**TASK TO CARRY OUT:** I need every line that includes the word "info" copied from the material.

**DATA EXTRACT:**
━━━━━━━━━━

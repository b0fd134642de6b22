//! GPU device and buffer management.
//!
//! Provides [`Context`] for GPU operations and [`Buffer`] for GPU memory.
//! Contexts are pooled by adapter index, automatically selecting
//! high-performance adapters by default.

mod allocator;
mod buffer;
mod context;
mod pipelines;

pub use buffer::Buffer;
pub use context::Context;
//! i32 element tests.

use gpureduce::Element;

#[test]
fn test_native_size() {
    assert_eq!(<i32 as Element>::NATIVE_SIZE, 4);
}

#[test]
fn test_wgsl_type() {
    assert_eq!(i32::wgsl_type(), "i32");
}

#[test]
fn test_wgsl_zero() {
    assert_eq!(i32::wgsl_zero(), "0i");
}

#[test]
fn test_wgsl_one() {
    assert_eq!(i32::wgsl_one(), "1i");
}

#[test]
fn test_wgsl_max() {
    assert_eq!(i32::wgsl_max(), "0x7fffffffi");
}

#[test]
fn test_wgsl_min() {
    assert_eq!(i32::wgsl_min(), "(-0x7fffffffi - 1i)");
}

#[test]
fn test_from_native() {
    assert_eq!(i32::from_native(42), 42);
    assert_eq!(i32::from_native(-1), -1);
    assert_eq!(i32::from_native(0), 0);
}

#[test]
fn test_to_native() {
    assert_eq!(42_i32.to_native(), 42);
    assert_eq!((-1_i32).to_native(), -1);
    assert_eq!(0_i32.to_native(), 0);
}

#[test]
fn test_native_roundtrip() {
    let values = [0_i32, 1, -1, 42, i32::MAX, i32::MIN];
    for v in values {
        assert_eq!(i32::from_native(v.to_native()), v);
    }
}
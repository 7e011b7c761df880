//! Record stores receiving validated records
//!
//! The ingestion pipeline persists through the [`RecordStore`] trait and
//! imposes no transaction semantics on it: each record is inserted on its
//! own, in file order.
//!
//! - [`sqlite`] - SQLite-backed store, one autocommitted insert per record
//! - [`memory`] - In-memory store for dry runs and tests

pub mod memory;
pub mod sqlite;

#[cfg(test)]
pub mod tests;

pub use memory::MemoryRecordStore;
pub use sqlite::SqliteRecordStore;

use crate::app::models::DataRecord;
use crate::error::PersistenceError;

/// Capability to persist one record at a time
pub trait RecordStore {
    /// Persist a single record
    fn insert_record(&mut self, record: &DataRecord) -> Result<(), PersistenceError>;
}
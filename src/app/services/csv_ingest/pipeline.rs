//! Core ingestion pipeline implementation
//!
//! This module drives a whole run: precondition checks, header validation,
//! then parse-and-persist for every data row in file order. The first
//! failure aborts the run. Records persisted before the failure stay
//! persisted; the pipeline never rolls back.

use std::fs::File;
use std::io::{BufRead, BufReader, Read};
use std::iter::Peekable;
use std::path::Path;
use tracing::{debug, error, info};

use super::decoder::RowDecoder;
use super::header::validate_headers;
use super::record_parser::parse_row;
use super::stats::IngestSummary;
use crate::app::models::{RawRow, Schema};
use crate::app::services::record_store::RecordStore;
use crate::config::Config;
use crate::constants::{HEADER_LINE, REQUIRED_EXTENSION};
use crate::error::{DecodeError, IngestError, IngestResult, RowError};

/// Sequential, fail-fast ingestion of one upload at a time
///
/// The pipeline holds no state between runs; one instance can serve any
/// number of uploads, including from several threads.
#[derive(Debug, Clone)]
pub struct IngestPipeline {
    schema: Schema,
    required_extension: String,
}

impl IngestPipeline {
    /// Create a pipeline for the required schema and `.csv` uploads
    pub fn new() -> Self {
        Self {
            schema: Schema::REQUIRED,
            required_extension: REQUIRED_EXTENSION.to_string(),
        }
    }

    /// Create a pipeline using the upload settings of a configuration
    pub fn from_config(config: &Config) -> Self {
        Self::new().with_required_extension(&config.required_extension)
    }

    /// Accept uploads ending with a different extension
    pub fn with_required_extension(mut self, extension: impl Into<String>) -> Self {
        self.required_extension = extension.into();
        self
    }

    pub fn schema(&self) -> &Schema {
        &self.schema
    }

    pub fn required_extension(&self) -> &str {
        &self.required_extension
    }

    /// Ingest an upload from a file on disk
    ///
    /// The file name (without directories) is used for the extension check.
    pub fn ingest_path<S>(&self, path: &Path, store: &mut S) -> IngestResult<IngestSummary>
    where
        S: RecordStore + ?Sized,
    {
        self.prepare_path(path)?.persist_into(store)
    }

    /// Ingest an upload stream, persisting each record through `store`
    ///
    /// Runs [`prepare`](Self::prepare) and then
    /// [`PreparedUpload::persist_into`]. A parse or persistence failure is
    /// returned as [`IngestError::RowProcessing`] with the row's line number
    /// and no later row is read.
    pub fn ingest<R, S>(&self, reader: R, filename: &str, store: &mut S) -> IngestResult<IngestSummary>
    where
        R: Read,
        S: RecordStore + ?Sized,
    {
        self.prepare(reader, filename)?.persist_into(store)
    }

    /// Open a file on disk and check its upload preconditions
    pub fn prepare_path(&self, path: &Path) -> IngestResult<PreparedUpload<BufReader<File>>> {
        let filename = path
            .file_name()
            .map(|name| name.to_string_lossy().into_owned())
            .unwrap_or_default();

        let file = File::open(path).map_err(|source| IngestError::Io {
            message: format!("Failed to open {}", path.display()),
            source,
        })?;

        self.prepare(file, &filename)
    }

    /// Check the upload preconditions without touching any store
    ///
    /// Checks, in order: the stream is non-empty, the filename carries the
    /// required extension, the header matches the schema, at least one data
    /// row follows.
    pub fn prepare<R>(&self, reader: R, filename: &str) -> IngestResult<PreparedUpload<BufReader<R>>>
    where
        R: Read,
    {
        let mut reader = BufReader::new(reader);

        let is_empty = reader
            .fill_buf()
            .map_err(|source| IngestError::Io {
                message: format!("Failed to read upload {}", filename),
                source,
            })?
            .is_empty();
        if is_empty {
            return Err(IngestError::EmptyInput);
        }

        self.check_extension(filename)?;

        info!("Processing file: {}", filename);

        let mut rows = RowDecoder::new(reader);

        let header = match rows.next() {
            Some(Ok(header)) => header,
            Some(Err(e)) => {
                return Err(IngestError::RowProcessing {
                    line: HEADER_LINE,
                    reason: RowError::Malformed(e),
                });
            }
            None => RawRow::new(HEADER_LINE, Vec::new()),
        };
        validate_headers(&header.cells, &self.schema)?;

        let mut rows = rows.peekable();
        if rows.peek().is_none() {
            return Err(IngestError::NoDataRows);
        }

        Ok(PreparedUpload {
            schema: self.schema,
            filename: filename.to_string(),
            rows,
        })
    }

    fn check_extension(&self, filename: &str) -> IngestResult<()> {
        let extension = self.required_extension.to_lowercase();
        if filename.to_lowercase().ends_with(&extension) {
            Ok(())
        } else {
            Err(IngestError::UnsupportedFormat {
                filename: filename.to_string(),
                required_extension: self.required_extension.clone(),
            })
        }
    }
}

impl Default for IngestPipeline {
    fn default() -> Self {
        Self::new()
    }
}

/// Upload that passed every precondition, with its data rows still unread
///
/// Dropping it releases the underlying stream without persisting anything.
pub struct PreparedUpload<R: BufRead> {
    schema: Schema,
    filename: String,
    rows: Peekable<RowDecoder<R>>,
}

impl<R: BufRead> PreparedUpload<R> {
    pub fn filename(&self) -> &str {
        &self.filename
    }

    /// Parse and persist every data row in file order
    ///
    /// The first failure stops the run. Records persisted before it stay
    /// persisted.
    pub fn persist_into<S>(self, store: &mut S) -> IngestResult<IngestSummary>
    where
        S: RecordStore + ?Sized,
    {
        let mut summary = IngestSummary::new(self.filename.as_str());

        for row in self.rows {
            let line = match &row {
                Ok(row) => row.line,
                Err(e) => e.line(),
            };

            if let Err(reason) = process_row(row, &self.schema, store) {
                error!("Error processing line {}: {}", line, reason);
                return Err(IngestError::RowProcessing { line, reason });
            }

            summary.records_persisted += 1;
            info!("Successfully inserted record from line {}", line);
        }

        debug!(
            "Finished {}: {} records persisted",
            summary.filename, summary.records_persisted
        );

        Ok(summary)
    }
}

/// Parse one decoded row and hand the record to the store
fn process_row<S>(
    row: Result<RawRow, DecodeError>,
    schema: &Schema,
    store: &mut S,
) -> Result<(), RowError>
where
    S: RecordStore + ?Sized,
{
    let row = row?;
    let record = parse_row(&row, schema)?;
    store.insert_record(&record)?;
    Ok(())
}
//! Result structures for successful ingestion runs

use serde::{Deserialize, Serialize};

/// Summary of a run that persisted every data row
#[derive(Debug, Clone, PartialEq, Eq, Serialize, Deserialize)]
pub struct IngestSummary {
    /// Name of the ingested upload
    pub filename: String,

    /// Number of records handed to the record store
    pub records_persisted: usize,
}

impl IngestSummary {
    pub fn new(filename: impl Into<String>) -> Self {
        Self {
            filename: filename.into(),
            records_persisted: 0,
        }
    }

    /// Line number of the last persisted row, if any
    pub fn last_line(&self) -> Option<usize> {
        (self.records_persisted > 0).then(|| self.records_persisted + crate::constants::HEADER_LINE)
    }
}
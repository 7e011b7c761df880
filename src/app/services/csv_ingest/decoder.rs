//! Row decoding for uploaded CSV streams
//!
//! This module splits an upload into rows. Lines end at `\n`, `\r\n` or a
//! bare `\r`. Empty lines are kept as rows holding a single empty cell so
//! they are validated instead of skipped, which the `csv` reader on its own
//! would not do. Physical lines are grouped into one row while a quoted cell
//! is still open, and each row is split into cells by the `csv` crate.

use std::io::{self, BufRead};
use tracing::debug;

use crate::app::models::RawRow;
use crate::constants::{FIELD_DELIMITER, HEADER_LINE, QUOTE_CHAR};
use crate::error::DecodeError;

const DELIMITER: char = FIELD_DELIMITER as char;

/// One physical line and the terminator that ended it
struct PhysicalLine {
    text: String,
    terminator: &'static str,
}

/// Iterator over the rows of an upload, header included
///
/// Rows are numbered from [`HEADER_LINE`]. The decoder owns the reader, so
/// the underlying stream is released as soon as the decoder is dropped.
/// After an I/O failure the decoder yields no further rows.
pub struct RowDecoder<R> {
    reader: R,
    next_line: usize,
    failed: bool,
}

impl<R: BufRead> RowDecoder<R> {
    pub fn new(reader: R) -> Self {
        Self {
            reader,
            next_line: HEADER_LINE,
            failed: false,
        }
    }

    /// Line number the next row will carry
    pub fn next_line(&self) -> usize {
        self.next_line
    }

    /// Read up to the next `\n`, `\r\n` or `\r`; `None` at end of input
    fn read_physical_line(&mut self) -> Option<io::Result<PhysicalLine>> {
        let mut bytes = Vec::new();
        let mut read_any = false;

        loop {
            let available = match self.reader.fill_buf() {
                Ok(available) => available,
                Err(e) if e.kind() == io::ErrorKind::Interrupted => continue,
                Err(e) => return Some(Err(e)),
            };

            if available.is_empty() {
                return read_any.then(|| decode_line(bytes, ""));
            }
            read_any = true;

            let Some(end) = available.iter().position(|&b| b == b'\n' || b == b'\r') else {
                let len = available.len();
                bytes.extend_from_slice(available);
                self.reader.consume(len);
                continue;
            };

            let ended_by_cr = available[end] == b'\r';
            bytes.extend_from_slice(&available[..end]);
            self.reader.consume(end + 1);

            let terminator = if ended_by_cr {
                let followed_by_lf = match self.reader.fill_buf() {
                    Ok(next) => next.first() == Some(&b'\n'),
                    Err(e) => return Some(Err(e)),
                };
                if followed_by_lf {
                    self.reader.consume(1);
                    "\r\n"
                } else {
                    "\r"
                }
            } else {
                "\n"
            };

            return Some(decode_line(bytes, terminator));
        }
    }

    /// Collect physical lines until no quoted cell is left open
    fn read_record_text(&mut self, line: usize) -> Option<Result<String, DecodeError>> {
        let first = match self.read_physical_line()? {
            Ok(first) => first,
            Err(source) => return Some(Err(DecodeError::Io { line, source })),
        };

        let mut text = first.text;
        let mut terminator = first.terminator;

        while has_open_quote(&text) {
            match self.read_physical_line() {
                Some(Ok(more)) => {
                    // Line breaks inside a quoted cell are kept as written
                    text.push_str(terminator);
                    text.push_str(&more.text);
                    terminator = more.terminator;
                }
                Some(Err(source)) => return Some(Err(DecodeError::Io { line, source })),
                // Unterminated quote at end of input, let the csv reader decide
                None => break,
            }
        }

        Some(Ok(text))
    }
}

fn decode_line(bytes: Vec<u8>, terminator: &'static str) -> io::Result<PhysicalLine> {
    String::from_utf8(bytes)
        .map(|text| PhysicalLine { text, terminator })
        .map_err(|e| io::Error::new(io::ErrorKind::InvalidData, e))
}

impl<R: BufRead> Iterator for RowDecoder<R> {
    type Item = Result<RawRow, DecodeError>;

    fn next(&mut self) -> Option<Self::Item> {
        if self.failed {
            return None;
        }

        let line = self.next_line;
        let text = match self.read_record_text(line)? {
            Ok(text) => text,
            Err(e) => {
                self.failed = true;
                return Some(Err(e));
            }
        };
        self.next_line += 1;

        let row = split_cells(&text, line).map(|cells| RawRow::new(line, cells));
        if let Ok(row) = &row {
            debug!("Decoded line {} into {} cells", line, row.len());
        }
        Some(row)
    }
}

/// Split one logical record into its cells
pub fn split_cells(text: &str, line: usize) -> Result<Vec<String>, DecodeError> {
    // An empty line is a row with one empty cell
    if text.is_empty() {
        return Ok(vec![String::new()]);
    }

    let mut reader = csv::ReaderBuilder::new()
        .has_headers(false)
        .flexible(true)
        .delimiter(FIELD_DELIMITER)
        .from_reader(text.as_bytes());

    let mut record = csv::StringRecord::new();
    let cells = match reader.read_record(&mut record) {
        Ok(true) => record.iter().map(str::to_string).collect(),
        Ok(false) => vec![String::new()],
        Err(source) => return Err(DecodeError::Csv { line, source }),
    };

    // The text must hold exactly one record
    match reader.read_record(&mut record) {
        Ok(false) => Ok(cells),
        Ok(true) => Err(DecodeError::MultipleRecords { line }),
        Err(source) => Err(DecodeError::Csv { line, source }),
    }
}

#[derive(Debug, Clone, Copy, PartialEq, Eq)]
enum QuoteState {
    FieldStart,
    Unquoted,
    Quoted,
    ClosingQuote,
}

/// Whether `text` ends inside a quoted cell
///
/// Quotes only open a quoted cell at the start of a field; a doubled quote
/// inside a quoted cell is an escaped quote.
pub fn has_open_quote(text: &str) -> bool {
    let mut state = QuoteState::FieldStart;

    for c in text.chars() {
        state = match (state, c) {
            (QuoteState::Quoted, QUOTE_CHAR) => QuoteState::ClosingQuote,
            (QuoteState::Quoted, _) => QuoteState::Quoted,
            (QuoteState::FieldStart | QuoteState::ClosingQuote, QUOTE_CHAR) => QuoteState::Quoted,
            (_, DELIMITER) => QuoteState::FieldStart,
            _ => QuoteState::Unquoted,
        };
    }

    state == QuoteState::Quoted
}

━━━━━━━━━━

**RESPONSE TO THE EXERCISE:**
use tracing::{debug, error, info};
        info!("Processing file: {}", filename);
            info!("Successfully inserted record from line {}", line);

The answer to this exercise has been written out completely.